Combine violet flowers and vodka in a jar with vanilla bean and berries, if using. Screw on the lid and place the jar in a cool, dark place for at least 3 weeks for the flavors to combine. You can add more violets as you harvest them, if you don’t have enough at first. After a few weeks, strain out the flowers and other ingredients and discard them. Filter vodka mixture through coffee filters or several layers of cheesecloth to get it really clear. Sweeten to taste. Return to jar, seal and allow flavors to mellow another week. Enjoy!!

Simple Syrup

Simple syrup is made from 1 cup of sugar and ½ cup of water. Bring to a boil, then cool. You will have 1 cup of syrup. You can sweeten with honey, if you prefer. Watch when you substitute honey for sugar, as it is sweeter and stronger flavored. Add a small amount, let it sit for a day or so- and give it a taste. You can always add more sweetener later.

Cranberry Liqueur

Cranberry Liqueur

You can do more with cranberries than make sauce. Not that I don’t like cranberry sauce, I do. I love cranberry season and find myself using them in all sorts of recipes.

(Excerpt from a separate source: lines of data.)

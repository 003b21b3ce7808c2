//! Rebalance parameters shared by the ledger and the strategy.
//!
//! The vault's own address stands in for "idle": a rebalance whose
//! `destination_in` is the vault moves funds out of a destination and back
//! into idle base asset.

use serde::{Deserialize, Serialize};

use crate::address::Address;

/// A proposed or executed rebalance.
#[derive(Clone, Copy, Debug, PartialEq, Eq, Serialize, Deserialize)]
pub struct RebalanceParams {
    /// Destination receiving funds.
    pub destination_in: Address,
    /// Token the receiving destination takes.
    pub token_in: Address,
    /// Amount of `token_in` received.
    pub amount_in: u128,
    /// Destination giving up funds.
    pub destination_out: Address,
    /// Token the giving destination releases.
    pub token_out: Address,
    /// Amount of `token_out` released.
    pub amount_out: u128,
}

impl RebalanceParams {
    /// Funds return to idle.
    pub fn is_to_idle(&self, vault: Address) -> bool {
        self.destination_in == vault
    }

    /// Funds come from idle.
    pub fn is_from_idle(&self, vault: Address) -> bool {
        self.destination_out == vault
    }
}
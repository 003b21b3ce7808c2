//! # Rebalance Strategy
//!
//! Decides whether a proposed rebalance may go through. The strategy never
//! picks destinations itself; a solver proposes, the strategy checks.
//!
//! Checks run in a fixed order and stop at the first failure:
//!
//! 1. Parameter sanity.
//! 2. Vault shutdown (only rebalances back to idle).
//! 3. Destination-in registered and active.
//! 4. Destination-out registered and holding enough (or enough idle).
//! 5. NAV-decay pause (only rebalances back to idle).
//! 6. Global cooldown since the last rebalance.
//! 7. Hold period on destination-out.
//! 8. Spot vs safe price deviation on every non-idle side.
//! 9. Slippage of value in vs value out at safe prices.
//! 10. Post-rebalance allocation cap on destination-in.
//! 11. Return improvement (not required when moving to idle).
//!
//! The strategy also owns the vault's [`NavHistory`]. A sample that is
//! below the samples 30, 60 and 90 entries back pauses non-idle rebalances
//! for `pause_rebalance_period_secs`.

use serde::{Deserialize, Serialize};
use std::collections::BTreeMap;
use thiserror::Error;
use tracing::{debug, info, warn};

use autopool_protocol::config::{BPS_DENOMINATOR, ONE_DAY_SECS, WAD};
use autopool_protocol::ledger::{DebtLedger, RebalanceParams, ShutdownStatus};
use autopool_protocol::math::{ratio_bps, wad_mul};
use autopool_protocol::nav::{NavError, NavHistory};
use autopool_protocol::{Address, Classify, ErrorKind};

/// Sample distances compared by the NAV-decay check.
pub const NAV_DECAY_LOOKBACKS: [usize; 3] = [30, 60, 90];

// ---------------------------------------------------------------------------
// Errors
// ---------------------------------------------------------------------------

/// Errors raised by strategy operations.
#[derive(Debug, Error, Clone, PartialEq, Eq)]
pub enum StrategyError {
    /// A configuration value is out of range.
    #[error("invalid strategy config: {0}")]
    InvalidConfig(String),

    /// The NAV history refused a sample.
    #[error(transparent)]
    Nav(#[from] NavError),
}

impl Classify for StrategyError {
    fn kind(&self) -> ErrorKind {
        match self {
            StrategyError::InvalidConfig(_) => ErrorKind::Validation,
            StrategyError::Nav(e) => e.kind(),
        }
    }
}

// ---------------------------------------------------------------------------
// Configuration
// ---------------------------------------------------------------------------

/// Tunables of the rebalance checks.
#[derive(Clone, Debug, PartialEq, Eq, Serialize, Deserialize)]
#[serde(default)]
pub struct StrategyConfig {
    /// Minimum seconds between two rebalances.
    pub min_rebalance_interval_secs: u64,
    /// Minimum seconds a destination keeps funds it received before they
    /// can be moved out again.
    pub min_hold_period_secs: u64,
    /// How long a NAV-decay signal pauses non-idle rebalances.
    pub pause_rebalance_period_secs: u64,
    /// Maximum spot vs safe price deviation, in basis points.
    pub max_price_deviation_bps: u128,
    /// Maximum loss of value in vs value out, in basis points.
    pub max_slippage_bps: u128,
    /// Maximum share of total assets one destination may hold afterwards.
    pub max_destination_allocation_bps: u128,
    /// Minimum composite return gain of destination-in over
    /// destination-out, in basis points.
    pub min_return_improvement_bps: i64,
}

impl Default for StrategyConfig {
    fn default() -> Self {
        Self {
            min_rebalance_interval_secs: 6 * 60 * 60,
            min_hold_period_secs: 2 * ONE_DAY_SECS,
            pause_rebalance_period_secs: 90 * ONE_DAY_SECS,
            max_price_deviation_bps: 50,
            max_slippage_bps: 100,
            max_destination_allocation_bps: 5_000,
            min_return_improvement_bps: 25,
        }
    }
}

impl StrategyConfig {
    /// Checks every field against its legal range.
    pub fn validate(&self) -> Result<(), StrategyError> {
        let bps_fields = [
            ("max_price_deviation_bps", self.max_price_deviation_bps),
            ("max_slippage_bps", self.max_slippage_bps),
            (
                "max_destination_allocation_bps",
                self.max_destination_allocation_bps,
            ),
        ];
        for (name, value) in bps_fields {
            if value > BPS_DENOMINATOR {
                return Err(StrategyError::InvalidConfig(format!(
                    "{name} = {value} exceeds {BPS_DENOMINATOR}"
                )));
            }
        }
        if self.max_destination_allocation_bps == 0 {
            return Err(StrategyError::InvalidConfig(
                "max_destination_allocation_bps must be positive".into(),
            ));
        }
        if self.min_return_improvement_bps.unsigned_abs() as u128 > BPS_DENOMINATOR {
            return Err(StrategyError::InvalidConfig(format!(
                "min_return_improvement_bps = {} out of range",
                self.min_return_improvement_bps
            )));
        }
        Ok(())
    }
}

// ---------------------------------------------------------------------------
// Inputs and verdicts
// ---------------------------------------------------------------------------

/// Price and return figures for one side of a rebalance.
#[derive(Clone, Copy, Debug, PartialEq, Eq, Serialize, Deserialize)]
pub struct SummaryStats {
    /// The destination these figures describe (the vault itself for idle).
    pub destination: Address,
    /// Manipulation-resistant base-asset price per unit of underlying,
    /// WAD-scaled.
    pub safe_price_per_share: u128,
    /// Current pool-implied price per unit of underlying, WAD-scaled.
    pub spot_price_per_share: u128,
    /// Expected annualized return, in basis points.
    pub composite_return_bps: i64,
}

impl SummaryStats {
    /// Stats for idle base asset: priced at par, earning nothing.
    pub fn idle(vault: Address) -> Self {
        Self {
            destination: vault,
            safe_price_per_share: WAD,
            spot_price_per_share: WAD,
            composite_return_bps: 0,
        }
    }
}

/// Why a rebalance was refused.
#[derive(Debug, Error, Clone, PartialEq, Eq, Serialize, Deserialize)]
#[serde(rename_all = "snake_case")]
pub enum RejectReason {
    /// Parameters or stats are malformed.
    #[error("invalid rebalance parameters: {0}")]
    InvalidParams(String),

    /// The vault is shut down and the rebalance does not go to idle.
    #[error("vault is shut down ({0}); only rebalances to idle are allowed")]
    VaultShutdown(ShutdownStatus),

    /// A destination is not registered with the vault.
    #[error("destination {0} is not registered")]
    DestinationNotRegistered(Address),

    /// Destination-in is shut down.
    #[error("destination {destination} is shut down ({status})")]
    DestinationShutdown {
        /// The destination.
        destination: Address,
        /// Its status.
        status: ShutdownStatus,
    },

    /// Destination-out holds less underlying than requested.
    #[error("destination {destination} holds {available} underlying, {requested} requested")]
    InsufficientDebt {
        /// The destination.
        destination: Address,
        /// Underlying requested.
        requested: u128,
        /// Underlying on the books.
        available: u128,
    },

    /// Idle holds less base asset than requested.
    #[error("idle holds {available}, {requested} requested")]
    InsufficientIdle {
        /// Base asset requested.
        requested: u128,
        /// Idle base asset.
        available: u128,
    },

    /// NAV decay paused non-idle rebalances.
    #[error("rebalances paused after nav decay until {until}")]
    NavDecayPause {
        /// Epoch seconds the pause ends at.
        until: u64,
    },

    /// The previous rebalance was too recent.
    #[error("rebalance cooldown active until {next_allowed}")]
    Cooldown {
        /// Earliest epoch second for the next rebalance.
        next_allowed: u64,
    },

    /// Destination-out received funds too recently.
    #[error("destination {destination} is in its hold period until {until}")]
    HoldPeriod {
        /// The destination.
        destination: Address,
        /// Epoch seconds the hold ends at.
        until: u64,
    },

    /// Spot and safe prices disagree by too much.
    #[error("price deviation for {destination} is {deviation_bps} bps (max {max_bps})")]
    PriceDeviation {
        /// The destination.
        destination: Address,
        /// Observed deviation.
        deviation_bps: u128,
        /// Configured ceiling.
        max_bps: u128,
    },

    /// Value in falls short of value out by too much.
    #[error("slippage {slippage_bps} bps exceeds max {max_bps}")]
    Slippage {
        /// Observed slippage.
        slippage_bps: u128,
        /// Configured ceiling.
        max_bps: u128,
    },

    /// Destination-in would hold too large a share of total assets.
    #[error("destination {destination} would hold {allocation_bps} bps of assets (max {max_bps})")]
    AllocationCap {
        /// The destination.
        destination: Address,
        /// Allocation afterwards.
        allocation_bps: u128,
        /// Configured ceiling.
        max_bps: u128,
    },

    /// Destination-in does not pay enough more than destination-out.
    #[error("return improvement {improvement_bps} bps below min {min_bps}")]
    InsufficientReturn {
        /// In minus out.
        improvement_bps: i64,
        /// Configured floor.
        min_bps: i64,
    },
}

/// Outcome of [`AutopoolStrategy::verify_rebalance`].
#[derive(Clone, Debug, PartialEq, Eq, Serialize, Deserialize)]
pub struct RebalanceVerdict {
    /// Whether the rebalance may proceed.
    pub accepted: bool,
    /// Why not, when refused.
    pub reason: Option<RejectReason>,
}

impl RebalanceVerdict {
    fn accept() -> Self {
        Self {
            accepted: true,
            reason: None,
        }
    }

    fn reject(reason: RejectReason) -> Self {
        Self {
            accepted: false,
            reason: Some(reason),
        }
    }

    /// Human-readable reason; empty when accepted.
    pub fn reason_text(&self) -> String {
        self.reason
            .as_ref()
            .map(ToString::to_string)
            .unwrap_or_default()
    }
}

// ---------------------------------------------------------------------------
// AutopoolStrategy
// ---------------------------------------------------------------------------

/// Rebalance checks plus the cooldown and NAV state they depend on.
#[derive(Clone, Debug, PartialEq, Eq, Serialize, Deserialize)]
pub struct AutopoolStrategy {
    vault: Address,
    config: StrategyConfig,
    nav_history: NavHistory,
    last_paused_timestamp: Option<u64>,
    last_rebalance_timestamp: Option<u64>,
    last_add_timestamp: BTreeMap<Address, u64>,
}
//! Stableswap pools.
//!
//! Invariant (n tokens, amplification A, balances x_i normalized to whole
//! tokens):
//!
//! ```text
//! A·n·Σx + D = A·D·n + D^(n+1) / (n^n·Πx)
//! ```
//!
//! `D` and the post-swap balance `y` are found by Newton iteration. Both
//! solvers are shared with [`super::composable`].

use rust_decimal::Decimal;
use serde::{Deserialize, Serialize};

use super::pool::{apply_fee, check_indices, from_decimal, to_decimal, LiquidityPool, PoolToken};
use super::PriceError;
use crate::address::Address;
use crate::config::STABLE_MAX_ITERATIONS;

/// Convergence tolerance for the Newton solvers, in whole tokens.
fn tolerance() -> Decimal {
    Decimal::new(1, 12)
}

/// A stableswap pool.
#[derive(Clone, Debug, PartialEq, Eq, Serialize, Deserialize)]
pub struct StablePool {
    /// LP token address.
    pub address: Address,
    /// Constituent tokens.
    pub tokens: Vec<PoolToken>,
    /// Amplification coefficient `A`.
    pub amplification: u64,
    /// Swap fee, WAD fraction.
    pub swap_fee: u128,
    /// LP total supply.
    pub total_supply: u128,
}

impl LiquidityPool for StablePool {
    fn address(&self) -> Address {
        self.address
    }

    fn tokens(&self) -> &[PoolToken] {
        &self.tokens
    }

    fn swap_fee(&self) -> u128 {
        self.swap_fee
    }

    fn total_supply(&self) -> u128 {
        self.total_supply
    }

    fn query_swap(
        &self,
        token_in: usize,
        token_out: usize,
        amount_in: u128,
    ) -> Result<u128, PriceError> {
        check_indices(self.tokens.len(), token_in, token_out)?;
        let balances = self
            .tokens
            .iter()
            .map(|t| to_decimal(t.balance, t.decimals))
            .collect::<Result<Vec<_>, _>>()?;

        let dx = apply_fee(
            to_decimal(amount_in, self.tokens[token_in].decimals)?,
            self.swap_fee,
        )?;
        let dy = swap_out(&balances, self.amplification, token_in, token_out, dx)?;
        from_decimal(dy, self.tokens[token_out].decimals)
    }
}

// ---------------------------------------------------------------------------
// Invariant math
// ---------------------------------------------------------------------------

fn mul(a: Decimal, b: Decimal) -> Result<Decimal, PriceError> {
    a.checked_mul(b).ok_or(PriceError::MathOverflow)
}

fn div(a: Decimal, b: Decimal) -> Result<Decimal, PriceError> {
    if b.is_zero() {
        return Err(PriceError::InvalidPool);
    }
    a.checked_div(b).ok_or(PriceError::MathOverflow)
}

fn add(a: Decimal, b: Decimal) -> Result<Decimal, PriceError> {
    a.checked_add(b).ok_or(PriceError::MathOverflow)
}

fn sub(a: Decimal, b: Decimal) -> Result<Decimal, PriceError> {
    a.checked_sub(b).ok_or(PriceError::MathOverflow)
}

/// Output of swapping `dx` (already net of fees) of token `i` into token
/// `j`, in whole tokens.
pub(crate) fn swap_out(
    balances: &[Decimal],
    amplification: u64,
    i: usize,
    j: usize,
    dx: Decimal,
) -> Result<Decimal, PriceError> {
    if balances.len() < 2 || amplification == 0 {
        return Err(PriceError::InvalidPool);
    }
    check_indices(balances.len(), i, j)?;
    if dx.is_zero() {
        return Ok(Decimal::ZERO);
    }

    let d = compute_invariant(balances, amplification)?;
    let x_new = add(balances[i], dx)?;
    let y = compute_balance_out(balances, amplification, i, j, x_new, d)?;
    let dy = sub(balances[j], y)?;
    if dy.is_sign_negative() {
        return Ok(Decimal::ZERO);
    }
    Ok(dy)
}

/// Solves for the invariant `D`.
pub(crate) fn compute_invariant(
    balances: &[Decimal],
    amplification: u64,
) -> Result<Decimal, PriceError> {
    let n = Decimal::from(balances.len() as u64);
    let mut sum = Decimal::ZERO;
    for x in balances {
        if x.is_zero() {
            return Err(PriceError::InvalidPool);
        }
        sum = add(sum, *x)?;
    }

    let ann = mul(Decimal::from(amplification), n)?;
    let mut d = sum;
    for _ in 0..STABLE_MAX_ITERATIONS {
        let mut d_p = d;
        for x in balances {
            d_p = div(mul(d_p, d)?, mul(*x, n)?)?;
        }
        let prev = d;
        let numerator = mul(add(mul(ann, sum)?, mul(d_p, n)?)?, d)?;
        let denominator = add(
            mul(sub(ann, Decimal::ONE)?, d)?,
            mul(add(n, Decimal::ONE)?, d_p)?,
        )?;
        d = div(numerator, denominator)?;
        if sub(d, prev)?.abs() <= tolerance() {
            return Ok(d);
        }
    }
    Err(PriceError::InvariantDidNotConverge)
}

/// Solves for the balance of token `j` once token `i` holds `x_new`, keeping
/// `D` constant.
pub(crate) fn compute_balance_out(
    balances: &[Decimal],
    amplification: u64,
    i: usize,
    j: usize,
    x_new: Decimal,
    d: Decimal,
) -> Result<Decimal, PriceError> {
    let n = Decimal::from(balances.len() as u64);
    let ann = mul(Decimal::from(amplification), n)?;

    let mut c = d;
    let mut partial_sum = Decimal::ZERO;
    for (k, balance) in balances.iter().enumerate() {
        if k == j {
            continue;
        }
        let x = if k == i { x_new } else { *balance };
        partial_sum = add(partial_sum, x)?;
        c = div(mul(c, d)?, mul(x, n)?)?;
    }
    c = div(mul(c, d)?, mul(ann, n)?)?;
    let b = add(partial_sum, div(d, ann)?)?;

    let mut y = d;
    for _ in 0..STABLE_MAX_ITERATIONS {
        let prev = y;
        let numerator = add(mul(y, y)?, c)?;
        let denominator = sub(add(mul(Decimal::TWO, y)?, b)?, d)?;
        y = div(numerator, denominator)?;
        if sub(y, prev)?.abs() <= tolerance() {
            return Ok(y);
        }
    }
    Err(PriceError::InvariantDidNotConverge)
}
//! Vault events.
//!
//! Every state-changing ledger operation appends to an in-memory log. The
//! owner drains it with [`super::DebtLedger::drain_events`] and forwards the
//! entries wherever it publishes them.

use serde::{Deserialize, Serialize};

use super::destination::ShutdownStatus;
use crate::address::Address;

/// Result of a single destination debt report.
#[derive(Clone, Debug, PartialEq, Eq, Serialize, Deserialize)]
pub struct DebtReported {
    /// Reporting destination.
    pub destination: Address,
    /// Base-asset value now on the books.
    pub new_value: u128,
    /// Base asset observed arriving from the reward claim.
    pub amount_claimed: u128,
    /// Gas reported by the venue for the claim.
    pub gas_used: u64,
}

/// Snapshot produced when a reporting round is finalized.
#[derive(Clone, Copy, Debug, PartialEq, Eq, Serialize, Deserialize)]
pub struct NavReport {
    /// Idle base asset.
    pub idle: u128,
    /// Sum of destination values.
    pub debt: u128,
    /// Outstanding shares.
    pub total_supply: u128,
    /// Total assets per share, WAD-scaled.
    pub nav_per_share: u128,
    /// Epoch seconds the round was finalized at.
    pub timestamp: u64,
}

/// Entries of the vault event log.
#[derive(Clone, Debug, PartialEq, Eq, Serialize, Deserialize)]
#[serde(rename_all = "snake_case")]
pub enum VaultEvent {
    /// A destination reported its debt.
    DebtReported(DebtReported),

    /// A reporting round was finalized.
    Nav {
        /// Idle base asset.
        idle: u128,
        /// Sum of destination values.
        debt: u128,
        /// Outstanding shares.
        total_supply: u128,
    },

    /// The vault left the active state.
    Shutdown {
        /// Terminal status entered.
        reason: ShutdownStatus,
    },

    /// A destination was registered.
    DestinationAdded {
        /// The destination.
        destination: Address,
    },

    /// A destination was deregistered and dropped from every queue.
    DestinationRemoved {
        /// The destination.
        destination: Address,
    },

    /// A destination still holding funds was flagged for removal.
    DestinationQueuedForRemoval {
        /// The destination.
        destination: Address,
    },

    /// A single destination left the active state.
    DestinationShutdown {
        /// The destination.
        destination: Address,
        /// Terminal status entered.
        status: ShutdownStatus,
    },

    /// Base asset deposited for shares.
    Deposit {
        /// Account the assets came from.
        sender: Address,
        /// Account credited with shares.
        receiver: Address,
        /// Base asset received.
        assets: u128,
        /// Shares minted.
        shares: u128,
    },

    /// Shares redeemed for base asset.
    Withdraw {
        /// Account whose shares were burned.
        owner: Address,
        /// Account the assets were sent to.
        receiver: Address,
        /// Base asset sent.
        assets: u128,
        /// Shares burned.
        shares: u128,
    },

    /// An executed rebalance was booked.
    RebalanceApplied {
        /// Destination that received funds (the vault itself for idle).
        destination_in: Address,
        /// Destination that gave up funds (the vault itself for idle).
        destination_out: Address,
        /// Base-asset value received.
        value_in: u128,
        /// Base-asset value given up.
        value_out: u128,
    },
}
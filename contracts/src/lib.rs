//! # Autopool Contracts
//!
//! Vault-level logic built on the accounting core:
//!
//! - **Strategy**: accepts or rejects proposed rebalances against the
//!   vault's books, its NAV trend and the prices a solver supplies. Owns the
//!   NAV history and the cooldown state.
//! - **Autopool**: ties a debt ledger and a strategy together: reporting
//!   rounds feed NAV samples, accepted rebalances are booked and recorded.
//!
//! ## Design Principles
//!
//! 1. Rejections carry a typed reason that renders to readable text. An
//!    operator should never have to decode a number to learn why a
//!    rebalance was refused.
//! 2. The strategy reads the ledger; it never writes to it.
//! 3. Every public type is serializable (serde) so a whole vault can be
//!    snapshotted and restored.

pub mod autopool;
pub mod strategy;

pub use autopool::{Autopool, AutopoolError, DebtReport, SnapshotError};
pub use strategy::{
    AutopoolStrategy, RebalanceVerdict, RejectReason, StrategyConfig, StrategyError, SummaryStats,
};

In the next couple of weeks, I will be posting homemade gift ideas. This is one of my favorites!!

I got the recipe from my sister Cindy, many years ago. It is also called Cranberry Bounce. If you start a batch now, it will be ready to drink, and for gifting, in just a couple of weeks.

Cranberries, sugar and vodka. What a great combination. It’s simple to make and it makes a nice gift, too.

The color is absolutely beautiful. The sweet/tart finished product can be enjoyed by just sipping, on the rocks, or mixed with club soda. It can also be a nice addition to all sorts of cocktails.

Often after Thanksgiving, the price of cranberries goes down. I stock up on them, freeze some and make a batch, or two of cranberry liqueur. This year, even before Thanksgiving, I found a few bargains. .

I hope you give it a try. I am sure you will be pleased with the results.

Cranberry Liqueur

1 lb. fresh cranberries (most bags are 12 oz.)

2 c. sugar

4 c. vodka- at least 80 proof

Grind berries fine in food mill or food processor. Place in large jar and combine with the sugar. Let stand, covered until sugar is dissolved completely, several hours or overnight. Add vodka and let steep 1-3 weeks, stirring occasionally. Strain and filter. Makes 5 cups.

Note: Drained cranberries can be saved in fridge and used, sparingly, in desserts, fruit salads and on cake or ice cream. They do pack a punch.